Hentikan Privatisasi Krakatau Steel!

Pada masa Bung Karno, sebagai dasar untuk membangun ekonomi dalam negeri yang kuat dan mandiri, maka berdirilah pabrik Baja Trikora pada 1962, lalu berubah nama menjadi PT Krakatau Steel.

Meski cita-cita Bung Karno tidak pernah dilanjutkan oleh rejim-rejim sesudahnya, namun PT. Krakatau Steel tetap memiliki kapasitas produksi mencapai 2,5 juta ton per tahun dan merupakan industri baja terpadu terbesar di Asia Tenggara.

PT Krakatau Steel memiliki enam pabrik berbasis baja, yaitu: Pabrik Besi Pons, Pabrik Billet Baja, Pabrik Batang Kawat, Pabrik Slab Baja, Pabrik Pengerolan Baja Canai Panas (HSM), dan Pabrik Pengerolan Baja Canai Dingin (CRM).

Dalam ekonomi nasional, PT. Krakatau Steel memegang peranan yang menentukan, yaitu memegang 60% kebutuhan baja nasional dan menjadi basis untuk kepentingan industrialisasi di dalam negeri. Hampir 95% peralatan logam yang dipergunakan manusia berasal dari baja, sehingga industry baja sangat penting bagi perekonomian suatu bangsa.

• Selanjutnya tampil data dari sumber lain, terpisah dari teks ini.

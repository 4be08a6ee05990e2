use crate::models::ScheduleEntry;
use crate::utils::team_names::normalize;
use anyhow::{Context, Result};
use chrono::NaiveDate;
use serde::Deserialize;
use tracing::{info, warn};

/// A row of the nflverse `games.csv`; the many other columns are ignored
#[derive(Debug, Deserialize)]
struct GameRecord {
    game_id: String,
    season: u16,
    week: u8,
    gameday: NaiveDate,
    #[serde(default)]
    gametime: String,
    home_team: String,
    away_team: String,
    #[serde(deserialize_with = "csv::invalid_option")]
    home_score: Option<u16>,
    #[serde(deserialize_with = "csv::invalid_option")]
    away_score: Option<u16>,
}

/// Parse the games CSV, keeping one season. Games whose team codes do not
/// resolve are skipped with a warning.
pub fn parse_schedule(csv_text: &str, season: u16) -> Result<Vec<ScheduleEntry>> {
    let mut reader = csv::Reader::from_reader(csv_text.as_bytes());
    let mut games = Vec::new();

    for record in reader.deserialize::<GameRecord>() {
        let record = record.context("Failed to parse schedule row")?;
        if record.season != season {
            continue;
        }

        let (home, away) = match (
            normalize(&record.home_team).code(),
            normalize(&record.away_team).code(),
        ) {
            (Some(home), Some(away)) => (home, away),
            _ => {
                warn!(
                    "Skipping {}: unmapped team {} or {}",
                    record.game_id, record.home_team, record.away_team
                );
                continue;
            }
        };

        games.push(ScheduleEntry {
            game_id: record.game_id,
            season: record.season,
            week: record.week,
            gameday: record.gameday,
            gametime: record.gametime,
            home_team: home,
            away_team: away,
            home_score: record.home_score,
            away_score: record.away_score,
        });
    }

    Ok(games)
}

/// Games whose date falls in `start..=end`
pub fn upcoming_games(
    schedule: &[ScheduleEntry],
    start: NaiveDate,
    end: NaiveDate,
) -> Vec<ScheduleEntry> {
    schedule
        .iter()
        .filter(|game| game.gameday >= start && game.gameday <= end)
        .cloned()
        .collect()
}

pub struct ScheduleClient {
    client: reqwest::Client,
    url: String,
}

impl ScheduleClient {
    pub fn new(url: impl Into<String>) -> Self {
        Self {
            client: reqwest::Client::new(),
            url: url.into(),
        }
    }

    /// Download the full games file and keep `season`
    pub async fn fetch_season(&self, season: u16) -> Result<Vec<ScheduleEntry>> {
        let response = self
            .client
            .get(&self.url)
            .send()
            .await
            .context("Failed to fetch schedule")?;

        if !response.status().is_success() {
            anyhow::bail!("Schedule source returned error: {}", response.status());
        }

        let text = response
            .text()
            .await
            .context("Failed to read schedule body")?;
        let games = parse_schedule(&text, season)?;
        info!("Loaded {} games for the {} season", games.len(), season);
        Ok(games)
    }
}

#[cfg(test)]
mod tests {
    use super::*;
    use crate::utils::team_names::TeamCode;

    const GAMES_CSV: &str = "\
game_id,season,game_type,week,gameday,weekday,gametime,away_team,away_score,home_team,home_score,location
2023_22_SF_KC,2023,SB,22,2024-02-11,Sunday,18:30,SF,22,KC,25,Neutral
2024_01_BAL_KC,2024,REG,1,2024-09-05,Thursday,20:20,BAL,20,KC,27,Home
2024_01_LA_DET,2024,REG,1,2024-09-08,Sunday,20:20,LA,20,DET,26,Home
2024_02_NYG_WAS,2024,REG,2,2024-09-15,Sunday,13:00,NYG,NA,WAS,NA,Home
2024_02_XYZ_DAL,2024,REG,2,2024-09-15,Sunday,16:25,XYZ,,DAL,,Home
";

    #[test]
    fn test_parse_schedule_filters_season() {
        let games = parse_schedule(GAMES_CSV, 2024).unwrap();
        assert_eq!(games.len(), 3);

        let opener = &games[0];
        assert_eq!(opener.home_team, TeamCode::KC);
        assert_eq!(opener.away_team, TeamCode::BAL);
        assert_eq!(opener.point_difference(), Some(7.0));
        assert_eq!(opener.gametime, "20:20");
    }

    #[test]
    fn test_parse_schedule_normalizes_codes() {
        let games = parse_schedule(GAMES_CSV, 2024).unwrap();
        assert_eq!(games[1].away_team, TeamCode::LAR);
    }

    #[test]
    fn test_unplayed_games_have_no_scores() {
        let games = parse_schedule(GAMES_CSV, 2024).unwrap();
        assert_eq!(games[2].home_score, None);
        assert_eq!(games[2].point_difference(), None);
    }

    #[test]
    fn test_upcoming_games_window() {
        let games = parse_schedule(GAMES_CSV, 2024).unwrap();
        let start = NaiveDate::from_ymd_opt(2024, 9, 8).unwrap();
        let end = start + chrono::Duration::days(7);

        let upcoming = upcoming_games(&games, start, end);
        let ids: Vec<_> = upcoming.iter().map(|g| g.game_id.as_str()).collect();
        assert_eq!(ids, vec!["2024_01_LA_DET", "2024_02_NYG_WAS"]);
    }

    #[tokio::test]
    #[ignore] // Requires network access
    async fn test_fetch_season() {
        let client = ScheduleClient::new(crate::config::Config::default().schedule_url);
        let games = client.fetch_season(2024).await.unwrap();
        assert!(games.len() >= 272);
    }
}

Sayang seribu sayang, potensi besar dan peran strategis PT.Krakatau Steel hendak dikubur selamanya oleh rejim SBY-Budiono dengan rencana privatisasi terhadap perusahaan baja nasional ini. Rencana ini sudah tercetus sejak tahun 2008, ketika SBY berniat mengobral 44 BUMN Indonesia kepada asing, yang mana PT. Krakatau Steel masuk di dalamnya.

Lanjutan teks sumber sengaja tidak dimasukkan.